Les monoliners sont des compagnies d’assurance spécialisées à l’origine dans ce que l’on appelle le rehaussement des crédits. Le point de départ de cette activité a été la garantie donnée aux obligations émises par les municipalités et autres collectivités locales américaines, qui rendait ces titres éligibles aux fonds monétaires.

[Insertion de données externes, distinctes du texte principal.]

//! SPARQL change source
//!
//! Executes the fixed modified-datasets query against a SPARQL endpoint over
//! HTTP and parses the standard `application/sparql-results+json` response into
//! [`DatasetChange`] rows. Endpoint failures and malformed responses are fatal
//! for the run; nothing here is retried.

use crate::config::SparqlConfig;
use crate::error::{Error, Result};
use reqwest::header::ACCEPT;
use reqwest::Client;
use serde::Deserialize;
use std::collections::HashMap;
use std::time::Duration;
use tracing::debug;

/// Query for every cube or dataset carrying a modification timestamp.
///
/// Version lineages are resolved through `schema:hasPart`: for a versioned
/// cube, each prior-or-current version of the same type becomes its own result
/// row (the effective dataset), carrying the newest modification timestamp seen
/// at or after its own. Entities without a version lineage stand for
/// themselves.
pub const MODIFIED_DATASETS_QUERY: &str = r#"
  PREFIX xsd:    <http://www.w3.org/2001/XMLSchema#>
  PREFIX cube:   <https://cube.link/>
  PREFIX schema: <http://schema.org/>
  PREFIX void:   <http://rdfs.org/ns/void#>

  SELECT DISTINCT ?dataset (MAX(xsd:dateTime(?dateModified)) AS ?lastModified) WHERE {
    # All cubes and datasets carrying a modification timestamp
    VALUES ?type { cube:Cube void:Dataset }
    ?entity a ?type .
    ?entity schema:dateModified ?dateModified.

    # Prior-or-current versions reachable through the shared parent, restricted
    # to siblings of the same type whose own timestamp is not newer. The casts
    # keep the comparison sound when mixed date/dateTime literals occur.
    OPTIONAL
    {
      ?entity ^schema:hasPart ?parent.
      ?parent schema:hasPart ?previousInclCurrent.
      ?previousInclCurrent a ?type .
      ?previousInclCurrent schema:dateModified ?previousInclCurrentDateModified.
      FILTER(xsd:dateTime(?previousInclCurrentDateModified) <= xsd:dateTime(?dateModified))
    }

    # Fall back to the entity itself when no version lineage exists
    BIND(COALESCE(?previousInclCurrent, ?entity) AS ?dataset)
  }
  GROUP BY ?dataset
  ORDER BY DESC(STR(?lastModified))
"#;

/// One row of the change query: a dataset IRI and its modification literal.
#[derive(Debug, Clone, PartialEq, Eq)]
pub struct DatasetChange {
    pub dataset: String,
    /// Absent when the endpoint returned no `lastModified` binding for the row
    pub last_modified: Option<LiteralValue>,
}

/// A literal binding value together with its declared datatype IRI.
#[derive(Debug, Clone, PartialEq, Eq)]
pub struct LiteralValue {
    pub value: String,
    pub datatype: Option<String>,
}

/// SPARQL JSON results envelope (only the parts this client reads).
#[derive(Debug, Deserialize)]
struct SelectResults {
    results: BindingSet,
}

#[derive(Debug, Deserialize)]
struct BindingSet {
    bindings: Vec<HashMap<String, Term>>,
}

#[derive(Debug, Deserialize)]
struct Term {
    value: String,
    datatype: Option<String>,
}

/// HTTP client for the change query.
pub struct SparqlClient {
    client: Client,
    endpoint_url: String,
    username: Option<String>,
    password: Option<String>,
}

impl SparqlClient {
    pub fn new(config: &SparqlConfig) -> Result<Self> {
        let client = Client::builder()
            .timeout(Duration::from_secs(120))
            .build()
            .map_err(|e| Error::Config(format!("Failed to create HTTP client: {e}")))?;

        Ok(Self {
            client,
            endpoint_url: config.endpoint_url.clone(),
            username: config.username.clone(),
            password: config.password.clone(),
        })
    }

    /// Run the modified-datasets query and return its rows in endpoint order.
    pub async fn modified_datasets(&self) -> Result<Vec<DatasetChange>> {
        debug!("Querying {} for modified datasets", self.endpoint_url);

        let mut request = self
            .client
            .post(&self.endpoint_url)
            .header(ACCEPT, "application/sparql-results+json")
            .form(&[("query", MODIFIED_DATASETS_QUERY)]);
        if let (Some(username), Some(password)) = (&self.username, &self.password) {
            request = request.basic_auth(username, Some(password));
        }

        let response = request
            .send()
            .await
            .map_err(|e| Error::Query(format!("SPARQL endpoint unreachable: {e}")))?;

        let status = response.status();
        if !status.is_success() {
            let body = response.text().await.unwrap_or_default();
            return Err(Error::Query(format!(
                "SPARQL endpoint returned {status}: {body}"
            )));
        }

        let results: SelectResults = response
            .json()
            .await
            .map_err(|e| Error::Query(format!("Malformed SPARQL results: {e}")))?;

        results
            .results
            .bindings
            .into_iter()
            .map(dataset_change_from_binding)
            .collect()
    }
}

fn dataset_change_from_binding(mut binding: HashMap<String, Term>) -> Result<DatasetChange> {
    let dataset = binding
        .remove("dataset")
        .ok_or_else(|| Error::Query("Result row without a ?dataset binding".to_string()))?
        .value;
    let last_modified = binding.remove("lastModified").map(|term| LiteralValue {
        value: term.value,
        datatype: term.datatype,
    });

    Ok(DatasetChange {
        dataset,
        last_modified,
    })
}

#[cfg(test)]
mod tests {
    use super::*;

    #[test]
    fn test_parse_select_results() {
        let json = r#"{
            "head": {"vars": ["dataset", "lastModified"]},
            "results": {"bindings": [
                {
                    "dataset": {"type": "uri", "value": "https://example.org/cube/1"},
                    "lastModified": {
                        "type": "literal",
                        "datatype": "http://www.w3.org/2001/XMLSchema#dateTime",
                        "value": "2024-05-01T10:00:00Z"
                    }
                },
                {
                    "dataset": {"type": "uri", "value": "https://example.org/cube/2"}
                }
            ]}
        }"#;

        let results: SelectResults = serde_json::from_str(json).unwrap();
        let changes: Vec<DatasetChange> = results
            .results
            .bindings
            .into_iter()
            .map(dataset_change_from_binding)
            .collect::<Result<_>>()
            .unwrap();

        assert_eq!(changes.len(), 2);
        assert_eq!(changes[0].dataset, "https://example.org/cube/1");
        let literal = changes[0].last_modified.as_ref().unwrap();
        assert_eq!(literal.value, "2024-05-01T10:00:00Z");
        assert_eq!(
            literal.datatype.as_deref(),
            Some("http://www.w3.org/2001/XMLSchema#dateTime")
        );
        assert!(changes[1].last_modified.is_none());
    }

    #[test]
    fn test_row_without_dataset_binding_is_malformed() {
        let json = r#"{
            "results": {"bindings": [
                {"lastModified": {"type": "literal", "value": "2024-05-01T10:00:00Z"}}
            ]}
        }"#;

        let results: SelectResults = serde_json::from_str(json).unwrap();
        let parsed: Result<Vec<DatasetChange>> = results
            .results
            .bindings
            .into_iter()
            .map(dataset_change_from_binding)
            .collect();
        assert!(parsed.is_err());
    }
}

Le risque était faible, la rémunération aussi, mais l’activité avait connu un réel développement lié à la croissance de l’endettement de ces institutions.
Les monoliners se sont ensuite intéressées, dans une logique somme toute assez naturelle de diversification, au marché des garanties données aux banques pour les tranches super senior de leurs CDO (Collateralized Debts Obligations), ces obligations structurées adossées à des crédits bancaires et pour lesquelles la plus grande part du risque devait être théoriquement supportée par les souscripteurs des tranches equity et « mezzanine ». Le risque était donc supposé faible.
La défaillance des monoliners a eu deux causes principales : une trop grande concentration du risque et une sous-évaluation de celui-ci. Ce dernier phénomène n’est évidemment pas propre aux monoliners, puisque la plupart des acteurs du marché ont commis cette même erreur. Mais pour eux, elle a eu un impact considérable puisque la rentabilité dégagée par les bonds municipaux n’était, en aucune façon, en mesure de combler les pertes sur les garanties données sur les produits structurés de crédit.